AutoNavi's ABot-M0 and ABot-N0 Set New Standards in Embodied AI with Benchmark Breakthroughs

Alibaba-owned AutoNavi has unveiled ABot-M0 and ABot-N0, embodied foundation models for robotic manipulation and navigation that achieved state-of-the-art results across 10 global benchmarks, including a 30-point lead on Libero-Plus and 40.5% improvement in social navigation.

AutoNavi, the Alibaba-owned mapping and navigation giant, has entered the embodied AI arena with the launch of its ABot series foundation models. The company unveiled ABot-M0 for robotic manipulation and ABot-N0 for navigation, claiming comprehensive state-of-the-art results across 10 leading global benchmarks. These models represent a significant push into robotics and autonomous systems, leveraging AutoNavi's extensive mapping data and AI expertise.

ABot-M0: A Unified Architecture for Robotic Manipulation

ABot-M0 is positioned as the world's first unified-architecture foundation model for robotic manipulation. The model addresses a fundamental challenge in robotics: the lack of standardization across different robotic platforms. By standardizing coordinate systems, control frequencies, and incremental motion modeling, ABot-M0 can integrate trajectory data from diverse robotic systems into a cohesive framework.

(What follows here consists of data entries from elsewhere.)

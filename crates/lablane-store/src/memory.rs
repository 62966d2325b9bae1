//! In-memory store
//!
//! Mutex-guarded maps keyed by record id. Each mutation takes the table
//! lock for its whole read-modify-write, which serializes concurrent
//! updates to the same id; `update_job` additionally compares the caller's
//! expected status before applying.

use std::collections::BTreeMap;
use std::sync::Mutex;

use lablane_model::{Announcement, Job, JobStatus, User};

use crate::error::StoreError;
use crate::feed::{ChangeFeed, Table};
use crate::traits::{AnnouncementStore, JobStore, Store, UserStore};

/// Volatile store; the authoritative copy lives only as long as the process.
#[derive(Debug, Default)]
pub struct MemoryStore {
    jobs: Mutex<BTreeMap<String, Job>>,
    users: Mutex<BTreeMap<String, User>>,
    announcements: Mutex<BTreeMap<String, Announcement>>,
    feed: ChangeFeed,
}

impl MemoryStore {
    /// Create an empty store.
    pub fn new() -> Self {
        Self::default()
    }

    /// Create a store pre-populated with records (snapshot load).
    pub fn with_records(
        jobs: Vec<Job>,
        users: Vec<User>,
        announcements: Vec<Announcement>,
    ) -> Self {
        Self {
            jobs: Mutex::new(jobs.into_iter().map(|j| (j.id.clone(), j)).collect()),
            users: Mutex::new(users.into_iter().map(|u| (u.username.clone(), u)).collect()),
            announcements: Mutex::new(
                announcements.into_iter().map(|a| (a.id.clone(), a)).collect(),
            ),
            feed: ChangeFeed::new(),
        }
    }

    fn lock_poisoned() -> StoreError {
        StoreError::Io(std::io::Error::other("store lock poisoned"))
    }
}

impl JobStore for MemoryStore {
    fn fetch_jobs(&self) -> Result<Vec<Job>, StoreError> {
        let jobs = self.jobs.lock().map_err(|_| Self::lock_poisoned())?;
        Ok(jobs.values().cloned().collect())
    }

    fn fetch_job(&self, id: &str) -> Result<Job, StoreError> {
        let jobs = self.jobs.lock().map_err(|_| Self::lock_poisoned())?;
        jobs.get(id).cloned().ok_or_else(|| StoreError::NotFound {
            table: Table::Jobs,
            id: id.to_string(),
        })
    }

    fn insert_job(&self, job: Job) -> Result<Job, StoreError> {
        {
            let mut jobs = self.jobs.lock().map_err(|_| Self::lock_poisoned())?;
            if jobs.contains_key(&job.id) {
                return Err(StoreError::DuplicateId {
                    table: Table::Jobs,
                    id: job.id.clone(),
                });
            }
            jobs.insert(job.id.clone(), job.clone());
        }
        self.feed.notify(Table::Jobs);
        Ok(job)
    }

    fn update_job(&self, expected_status: JobStatus, job: Job) -> Result<Job, StoreError> {
        {
            let mut jobs = self.jobs.lock().map_err(|_| Self::lock_poisoned())?;
            let current = jobs.get(&job.id).ok_or_else(|| StoreError::NotFound {
                table: Table::Jobs,
                id: job.id.clone(),
            })?;
            if current.status != expected_status {
                return Err(StoreError::Conflict {
                    id: job.id.clone(),
                    expected: expected_status,
                    actual: current.status,
                });
            }
            jobs.insert(job.id.clone(), job.clone());
        }
        self.feed.notify(Table::Jobs);
        Ok(job)
    }

    fn delete_job(&self, id: &str) -> Result<(), StoreError> {
        {
            let mut jobs = self.jobs.lock().map_err(|_| Self::lock_poisoned())?;
            if jobs.remove(id).is_none() {
                return Err(StoreError::NotFound {
                    table: Table::Jobs,
                    id: id.to_string(),
                });
            }
        }
        self.feed.notify(Table::Jobs);
        Ok(())
    }
}

impl UserStore for MemoryStore {
    fn fetch_users(&self) -> Result<Vec<User>, StoreError> {
        let users = self.users.lock().map_err(|_| Self::lock_poisoned())?;
        Ok(users.values().cloned().collect())
    }

    fn fetch_user(&self, username: &str) -> Result<User, StoreError> {
        let users = self.users.lock().map_err(|_| Self::lock_poisoned())?;
        users
            .get(username)
            .cloned()
            .ok_or_else(|| StoreError::NotFound {
                table: Table::Users,
                id: username.to_string(),
            })
    }

    fn insert_user(&self, user: User) -> Result<User, StoreError> {
        {
            let mut users = self.users.lock().map_err(|_| Self::lock_poisoned())?;
            if users.contains_key(&user.username) {
                return Err(StoreError::DuplicateId {
                    table: Table::Users,
                    id: user.username.clone(),
                });
            }
            users.insert(user.username.clone(), user.clone());
        }
        self.feed.notify(Table::Users);
        Ok(user)
    }

    fn update_user_credential(
        &self,
        username: &str,
        credential: String,
    ) -> Result<User, StoreError> {
        let updated = {
            let mut users = self.users.lock().map_err(|_| Self::lock_poisoned())?;
            let user = users.get_mut(username).ok_or_else(|| StoreError::NotFound {
                table: Table::Users,
                id: username.to_string(),
            })?;
            user.credential = credential;
            user.clone()
        };
        self.feed.notify(Table::Users);
        Ok(updated)
    }

    fn delete_user(&self, username: &str) -> Result<(), StoreError> {
        {
            let mut users = self.users.lock().map_err(|_| Self::lock_poisoned())?;
            if users.remove(username).is_none() {
                return Err(StoreError::NotFound {
                    table: Table::Users,
                    id: username.to_string(),
                });
            }
        }
        self.feed.notify(Table::Users);
        Ok(())
    }
}

impl AnnouncementStore for MemoryStore {
    fn fetch_announcements(&self) -> Result<Vec<Announcement>, StoreError> {
        let announcements = self
            .announcements
            .lock()
            .map_err(|_| Self::lock_poisoned())?;
        Ok(announcements.values().cloned().collect())
    }

    fn insert_announcement(&self, announcement: Announcement) -> Result<Announcement, StoreError> {
        {
            let mut announcements = self
                .announcements
                .lock()
                .map_err(|_| Self::lock_poisoned())?;
            if announcements.contains_key(&announcement.id) {
                return Err(StoreError::DuplicateId {
                    table: Table::Announcements,
                    id: announcement.id.clone(),
                });
            }
            announcements.insert(announcement.id.clone(), announcement.clone());
        }
        self.feed.notify(Table::Announcements);
        Ok(announcement)
    }

    fn delete_announcement(&self, id: &str) -> Result<(), StoreError> {
        {
            let mut announcements = self
                .announcements
                .lock()
                .map_err(|_| Self::lock_poisoned())?;
            if announcements.remove(id).is_none() {
                return Err(StoreError::NotFound {
                    table: Table::Announcements,
                    id: id.to_string(),
                });
            }
        }
        self.feed.notify(Table::Announcements);
        Ok(())
    }
}

impl Store for MemoryStore {
    fn feed(&self) -> &ChangeFeed {
        &self.feed
    }
}

#[cfg(test)]
mod tests {
    use super::*;
    use chrono::{TimeZone, Utc};
    use lablane_model::{JobHistory, Priority, Role};
    use std::sync::atomic::{AtomicUsize, Ordering};
    use std::sync::Arc;

    fn sample_job(id: &str) -> Job {
        let created = Utc.timestamp_opt(1_000, 0).unwrap();
        Job {
            id: id.to_string(),
            description: String::new(),
            branch_id: "branch-01".to_string(),
            branch_name: "Centro".to_string(),
            status: JobStatus::PendingInBranch,
            priority: Priority::Normal,
            priority_message: String::new(),
            created_at: created,
            updated_at: created,
            history: JobHistory::seeded(JobStatus::PendingInBranch, "centro", created),
        }
    }

    fn sample_user(username: &str) -> User {
        User {
            id: format!("id-{}", username),
            username: username.to_string(),
            role: Role::Lab,
            credential: "opaque".to_string(),
            branch_id: None,
            branch_name: None,
            created_at: Utc.timestamp_opt(1_000, 0).unwrap(),
        }
    }

    #[test]
    fn test_insert_and_fetch_job() {
        let store = MemoryStore::new();
        store.insert_job(sample_job("1001")).unwrap();

        let job = store.fetch_job("1001").unwrap();
        assert_eq!(job.status, JobStatus::PendingInBranch);
        assert_eq!(store.fetch_jobs().unwrap().len(), 1);
    }

    #[test]
    fn test_duplicate_job_id_rejected() {
        let store = MemoryStore::new();
        store.insert_job(sample_job("1001")).unwrap();

        let err = store.insert_job(sample_job("1001")).unwrap_err();
        assert!(matches!(err, StoreError::DuplicateId { .. }));
    }

    #[test]
    fn test_update_job_cas_mismatch() {
        let store = MemoryStore::new();
        store.insert_job(sample_job("1001")).unwrap();

        let mut updated = sample_job("1001");
        updated.status = JobStatus::SentToLab;

        // Caller validated against a stale snapshot
        let err = store
            .update_job(JobStatus::ReceivedByLab, updated)
            .unwrap_err();
        match err {
            StoreError::Conflict {
                expected, actual, ..
            } => {
                assert_eq!(expected, JobStatus::ReceivedByLab);
                assert_eq!(actual, JobStatus::PendingInBranch);
            }
            other => panic!("expected Conflict, got {other:?}"),
        }

        // Nothing applied
        assert_eq!(
            store.fetch_job("1001").unwrap().status,
            JobStatus::PendingInBranch
        );
    }

    #[test]
    fn test_update_job_cas_match_applies() {
        let store = MemoryStore::new();
        store.insert_job(sample_job("1001")).unwrap();

        let mut updated = sample_job("1001");
        updated.status = JobStatus::SentToLab;
        store
            .update_job(JobStatus::PendingInBranch, updated)
            .unwrap();

        assert_eq!(store.fetch_job("1001").unwrap().status, JobStatus::SentToLab);
    }

    #[test]
    fn test_delete_job_not_found() {
        let store = MemoryStore::new();
        let err = store.delete_job("9999").unwrap_err();
        assert!(matches!(err, StoreError::NotFound { .. }));
    }

    #[test]
    fn test_mutations_notify_feed_per_table() {
        let store = MemoryStore::new();
        let jobs_seen = Arc::new(AtomicUsize::new(0));
        let users_seen = Arc::new(AtomicUsize::new(0));

        let j = Arc::clone(&jobs_seen);
        store.feed().subscribe(Table::Jobs, move |_| {
            j.fetch_add(1, Ordering::SeqCst);
        });
        let u = Arc::clone(&users_seen);
        store.feed().subscribe(Table::Users, move |_| {
            u.fetch_add(1, Ordering::SeqCst);
        });

        store.insert_job(sample_job("1001")).unwrap();
        store.delete_job("1001").unwrap();
        store.insert_user(sample_user("lab")).unwrap();

        assert_eq!(jobs_seen.load(Ordering::SeqCst), 2);
        assert_eq!(users_seen.load(Ordering::SeqCst), 1);
    }

    #[test]
    fn test_failed_mutation_does_not_notify() {
        let store = MemoryStore::new();
        let seen = Arc::new(AtomicUsize::new(0));
        let s = Arc::clone(&seen);
        store.feed().subscribe(Table::Jobs, move |_| {
            s.fetch_add(1, Ordering::SeqCst);
        });

        let _ = store.delete_job("missing");
        assert_eq!(seen.load(Ordering::SeqCst), 0);
    }

    #[test]
    fn test_username_uniqueness() {
        let store = MemoryStore::new();
        store.insert_user(sample_user("lab")).unwrap();
        let err = store.insert_user(sample_user("lab")).unwrap_err();
        assert!(matches!(err, StoreError::DuplicateId { .. }));
    }

    #[test]
    fn test_update_credential() {
        let store = MemoryStore::new();
        store.insert_user(sample_user("lab")).unwrap();

        let updated = store
            .update_user_credential("lab", "fresh".to_string())
            .unwrap();
        assert_eq!(updated.credential, "fresh");
        assert_eq!(store.fetch_user("lab").unwrap().credential, "fresh");
    }
}
//! Bulk transitions with per-job outcome reporting
//!
//! A bulk request applies the single-job rule independently to each job;
//! jobs that fail validation are skipped, never aborting the batch. The
//! report distinguishes fully applied, partially applied, and none applied,
//! and lists every rejected id with its typed reason.

use chrono::{DateTime, Utc};
use lablane_model::{Actor, Job, JobStatus};
use lablane_store::StoreError;

use super::transition::request_transition;
use super::LifecycleError;

/// Why one job in a bulk request was skipped.
#[derive(Debug, thiserror::Error)]
pub enum BulkRejectionError {
    #[error(transparent)]
    Lifecycle(#[from] LifecycleError),

    /// Store-side failure while applying an already-validated job
    /// (missing id, concurrent modification).
    #[error(transparent)]
    Store(#[from] StoreError),
}

/// One skipped job and its reason.
#[derive(Debug)]
pub struct BulkRejection {
    /// Job the rejection refers to
    pub job_id: String,
    /// Typed reason
    pub error: BulkRejectionError,
}

/// Aggregate outcome of a bulk transition.
#[derive(Debug, Clone, Copy, PartialEq, Eq)]
pub enum BulkOutcome {
    /// Every job in the request was transitioned
    FullyApplied,
    /// Some jobs were transitioned, some rejected
    PartiallyApplied,
    /// No job was transitioned
    NoneApplied,
}

/// Result of a bulk transition request.
#[derive(Debug, Default)]
pub struct BulkTransitionReport {
    /// Updated jobs, in request order
    pub applied: Vec<Job>,
    /// Skipped jobs with their reasons, in request order
    pub rejected: Vec<BulkRejection>,
}

impl BulkTransitionReport {
    /// Empty report.
    pub fn new() -> Self {
        Self::default()
    }

    /// Record a successfully transitioned job.
    pub fn accept(&mut self, job: Job) {
        self.applied.push(job);
    }

    /// Record a skipped job.
    pub fn reject(&mut self, job_id: impl Into<String>, error: BulkRejectionError) {
        self.rejected.push(BulkRejection {
            job_id: job_id.into(),
            error,
        });
    }

    /// Number of transitioned jobs.
    pub fn applied_count(&self) -> usize {
        self.applied.len()
    }

    /// Number of skipped jobs.
    pub fn rejected_count(&self) -> usize {
        self.rejected.len()
    }

    /// True when nothing was rejected.
    pub fn all_applied(&self) -> bool {
        self.rejected.is_empty()
    }

    /// Classify the batch outcome. An empty request counts as fully
    /// applied: there was nothing to reject.
    pub fn outcome(&self) -> BulkOutcome {
        if self.rejected.is_empty() {
            BulkOutcome::FullyApplied
        } else if self.applied.is_empty() {
            BulkOutcome::NoneApplied
        } else {
            BulkOutcome::PartiallyApplied
        }
    }

    /// Human-readable one-liner.
    pub fn summary(&self) -> String {
        let total = self.applied.len() + self.rejected.len();
        let mut parts = Vec::new();
        if !self.applied.is_empty() {
            parts.push(format!("{} applied", self.applied.len()));
        }
        if !self.rejected.is_empty() {
            parts.push(format!("{} rejected", self.rejected.len()));
        }
        if parts.is_empty() {
            parts.push("nothing to do".to_string());
        }
        format!("{} ({} total)", parts.join(", "), total)
    }
}

/// Apply the single-job transition rule independently to each job.
///
/// Pure counterpart of [`crate::Tracker::bulk_transition`]: validation
/// only, no persistence. The caller persists each applied job atomically
/// per id.
pub fn request_bulk_transition(
    jobs: &[Job],
    target: JobStatus,
    actor: &Actor,
    now: DateTime<Utc>,
) -> BulkTransitionReport {
    let mut report = BulkTransitionReport::new();

    for job in jobs {
        match request_transition(job, target, actor, now) {
            Ok(updated) => report.accept(updated),
            Err(err) => report.reject(job.id.clone(), err.into()),
        }
    }

    report
}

The training dataset is particularly noteworthy. Built entirely from public sources, it encompasses over 9,500 hours of training data, 6 million trajectories, and information spanning more than 20 different embodied forms. This breadth of data allows the model to generalize across various robotic platforms and manipulation tasks.

Algorithmically, the team introduced Action Manifold Learning (AML), a novel approach that enhances the model's ability to understand and execute complex manipulation tasks. The integration of 3D perception modules provides enhanced spatial semantic understanding, allowing the robot to better interpret its environment and plan appropriate actions.

On the Libero-Plus benchmark, which tests robotic manipulation capabilities, ABot-M0 achieved an 80.5% task success rate. This represents a nearly 30 percentage point improvement over the previous leading method, demonstrating the model's significant advancement in manipulation capabilities.

ABot-N0 takes a different approach, positioning itself as the first single Vision-Language-Action (VLA) based navigation foundation model to unify five core navigation tasks: point-to-point navigation, object navigation, instruction following, point-of-interest navigation, and pedestrian following. This unification represents a departure from traditional approaches that often require separate models for different navigation scenarios.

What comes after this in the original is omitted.